Fibrosis of the gastrointestinal tract is caused by excessive production of ECM components by activated mesenchymal cells (Fig. 2). After endoscopic treatment, inflammatory cells invade the submucosal layer subsequent to thermal injury and exposure to digestive fluid. In Crohn’s disease, inflammatory cells are induced through the activation of adaptive immunity by intestinal bacteria, as described above. Inflammation potently induces TGF-β signalling, activates ECM-producing cells, and induces tissue fibrosis [60, 61]. ECM-producing cells, which are mainly fibroblasts, comprise a diverse population of cells with diverse origins, including epithelial cells, endothelial cells, astrocytes, and bone marrow-derived stem cells [62].

Fig. 2
figure 2

Pathophysiology of GI fibrosis. Crohn’s disease activates innate and adaptive immunity because of genetic abnormalities and the intestinal microflora. Endoscopic treatment activates innate immune cells through thermal injury, exposure to digestive fluid, and submucosal injection, which are strong triggers for ECM-producing cells that cause GI stricture

Fibroblasts are classically characterized through their expression of the cytoskeletal proteins α-SMA, vimentin, CD90 (Thy1), PDGFRα, Sca-1, integrin-α8, CD34, and CD26 (DPP4) [63]. However, recent single-cell omics analyses reveal the functional heterogeneity and tissue specificity of fibroblasts [64,65,66]. Mesenchymal cells are activated by pathways induced through autocrine and paracrine signalling and microbe-associated and damage-associated molecular patterns. Inhibition of TGF-β signalling leads to prolonged inflammation, because TGF-β, which is induced by inflammation, serves as a mediator of fibrosis and plays a role in the immunomodulation of Treg cells as an inhibitory cytokine [67,68,69].
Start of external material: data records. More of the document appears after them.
use serde::{Deserialize, Serialize};

/// Business constants behind the savings formulas.
///
/// The defaults are rough sales assumptions, not measured values; hosts may override any of
/// them (the CLI reads an `[assumptions]` table).
#[derive(Debug, Clone, Copy, PartialEq, Serialize, Deserialize)]
#[serde(default)]
pub struct Assumptions {
    /// Energy used per distance unit (kWh).
    pub kwh_per_distance: f64,

    /// Average price per kWh paid when charging is unrestricted.
    pub unrestricted_kwh_price: f64,

    /// Uncapped reference price per kWh; also the upper bound of a price cap.
    pub reference_kwh_price: f64,

    /// Share of the fleet that charges abroad.
    pub cross_border_distance_share: f64,

    /// Distance driven abroad per car per year.
    pub cross_border_distance: f64,

    /// Saving per kWh that is no longer charged abroad.
    pub cross_border_kwh_saving: f64,

    /// Share of energy bought at fast chargers.
    pub fast_charging_share: f64,

    /// Premium per kWh paid at fast chargers.
    pub fast_charging_premium: f64,

    /// Yearly fraud savings per car.
    pub fraud_savings_per_car: f64,

    /// Subscription price per car per month.
    pub subscription_per_car_month: f64,

    /// Cars an administrator handles per working day.
    pub cars_per_working_day: f64,

    /// Savings amount that corresponds to one avoided complaint.
    pub savings_per_complaint: f64,
}

impl Assumptions {
    pub const MONTHS_PER_YEAR: f64 = 12.0;

    /// Every constant with its config key, in declaration order.
    pub fn named_values(&self) -> [(&'static str, f64); 12] {
        [
            ("kwh_per_distance", self.kwh_per_distance),
            ("unrestricted_kwh_price", self.unrestricted_kwh_price),
            ("reference_kwh_price", self.reference_kwh_price),
            ("cross_border_distance_share", self.cross_border_distance_share),
            ("cross_border_distance", self.cross_border_distance),
            ("cross_border_kwh_saving", self.cross_border_kwh_saving),
            ("fast_charging_share", self.fast_charging_share),
            ("fast_charging_premium", self.fast_charging_premium),
            ("fraud_savings_per_car", self.fraud_savings_per_car),
            ("subscription_per_car_month", self.subscription_per_car_month),
            ("cars_per_working_day", self.cars_per_working_day),
            ("savings_per_complaint", self.savings_per_complaint),
        ]
    }
}

impl Default for Assumptions {
    fn default() -> Self {
        Self {
            kwh_per_distance: 0.2,
            unrestricted_kwh_price: 0.45,
            reference_kwh_price: 0.65,
            cross_border_distance_share: 0.1,
            cross_border_distance: 2500.0,
            cross_border_kwh_saving: 0.85,
            fast_charging_share: 0.3,
            fast_charging_premium: 0.4,
            fraud_savings_per_car: 78.0,
            subscription_per_car_month: 5.0,
            cars_per_working_day: 24.0,
            savings_per_complaint: 160.0,
        }
    }
}

#[cfg(test)]
mod tests {
    use super::*;

    #[test]
    fn partial_json_keeps_other_defaults() {
        let a: Assumptions =
            serde_json::from_str(r#"{ "fraud_savings_per_car": 90.0 }"#).expect("parse");
        assert_eq!(a.fraud_savings_per_car, 90.0);
        assert_eq!(a.reference_kwh_price, 0.65);
        assert_eq!(a.cars_per_working_day, 24.0);
    }
}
Other fibrotic factors include activins, connective tissue growth factor (CTGF), platelet-derived growth factor, insulin-like growth factors (IGF) 1 and 2, epidermal growth factor (EGF), endothelins, and IL-13 which are induced by intense inflammation. However, anti-inflammatory drugs only suppress the generation of inflammatory factors but not fibrotic factors. Thus, evidence indicates that fibrosis is an independent factor of inflammation [70].

Furthermore, the progression of fibrosis is affected by the turnover of ECM components. The generation and degradation of the ECM are balanced by MMPs and MMP inhibitors, and fibrosis occurs when ECM production increases and exceeds its rate of degradation [71, 72]. Recent studies using animal models of fibrosis suggest that pirfenidone, currently approved by the FDA for the treatment of idiopathic pulmonary fibrosis (IPF), an anti-matrix metalloproteinase 9 (MMP9) antibody, OGR1 (pH-sensing ovarian cancer G-protein-coupled receptor 1), and BCL2 inhibitors may prevent fibrosis associated with IBD [73].

Conclusion and future prospects

Although prophylaxis and treatment have been intensively investigated for preventing and managing gastrointestinal stricture, this condition imposes a great burden on patients and may cause deterioration of their quality of life. Post-endoscopic ulcers cause tissue damage to the submucosa through similar as well as distinct mechanisms responsible for the stricture of Crohn’s disease. The environment of the oesophagus differs from that of the small and large intestines, where there is a small diversity of microbiota, covered with a layer of stratified squamous epithelium, with no immune relay tissues such as those comprising Paneth cells. These environmental tissue factors contribute to pathogenesis and tissue-specific phenotypes of the fibroblasts in the oesophagus and the intestine.

To further dissect tissue specificity of fibroblasts, studies of analogues derived from the skin that share the structural features of the stratified squamous epithelium may help to understand the features of the stroma in the oesophagus that were previously unpredictable. Identification of the tissue-specific roles of fibroblasts in the gastrointestinal tract and identification of common and distinct mechanisms underlying gastrointestinal fibrosis across organs will contribute to our understanding of fibrostenosis under inflammatory and non-inflammatory conditions.